== Segment start ==
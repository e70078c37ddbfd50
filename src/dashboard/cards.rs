//! Summary cards for the balance, income and expense totals.

use maud::{Markup, html};

use crate::{
    html::{CARD_STYLE, format_currency},
    transaction::Summary,
};

/// Renders the balance, income and expense cards.
pub(super) fn summary_cards_view(summary: &Summary) -> Markup {
    html! {
        section
            id="summary-cards"
            class="w-full grid grid-cols-1 sm:grid-cols-3 gap-4 mb-8"
        {
            (summary_card("Balance", summary.balance, "balance", balance_class(summary.balance)))
            (summary_card("Income", summary.income, "income", "text-green-600 dark:text-green-400"))
            (summary_card("Expense", summary.expense, "expense", "text-red-600 dark:text-red-400"))
        }
    }
}

fn balance_class(balance: f64) -> &'static str {
    if balance < 0.0 {
        "text-red-600 dark:text-red-400"
    } else {
        "text-gray-900 dark:text-white"
    }
}

fn summary_card(title: &str, amount: f64, card_id: &str, amount_class: &str) -> Markup {
    html! {
        div class=(CARD_STYLE) data-card=(card_id)
        {
            h3 class="text-sm font-medium text-gray-500 dark:text-gray-400" { (title) }
            p class={ "mt-2 text-2xl font-bold tabular-nums " (amount_class) }
            {
                (format_currency(amount))
            }
        }
    }
}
== Segment end ==
■ Work task
Return the full listing, word for word.

■ Worked solution
repository e70078c37ddbfd50
filename src/dashboard/cards.rs
//! Summary cards for the balance, income and expense totals.

use maud::{Markup, html};

use crate::{
    html::{CARD_STYLE, format_currency},
    transaction::Summary,
};

/// Renders the balance, income and expense cards.
pub(super) fn summary_cards_view(summary: &Summary) -> Markup {
    html! {
        section
            id="summary-cards"
            class="w-full grid grid-cols-1 sm:grid-cols-3 gap-4 mb-8"
        {
            (summary_card("Balance", summary.balance, "balance", balance_class(summary.balance)))
            (summary_card("Income", summary.income, "income", "text-green-600 dark:text-green-400"))
            (summary_card("Expense", summary.expense, "expense", "text-red-600 dark:text-red-400"))
        }
    }
}

fn balance_class(balance: f64) -> &'static str {
    if balance < 0.0 {
        "text-red-600 dark:text-red-400"
    } else {
        "text-gray-900 dark:text-white"
    }
}

fn summary_card(title: &str, amount: f64, card_id: &str, amount_class: &str) -> Markup {
    html! {
        div class=(CARD_STYLE) data-card=(card_id)
        {
            h3 class="text-sm font-medium text-gray-500 dark:text-gray-400" { (title) }
            p class={ "mt-2 text-2xl font-bold tabular-nums " (amount_class) }
            {
                (format_currency(amount))
            }
        }
    }
}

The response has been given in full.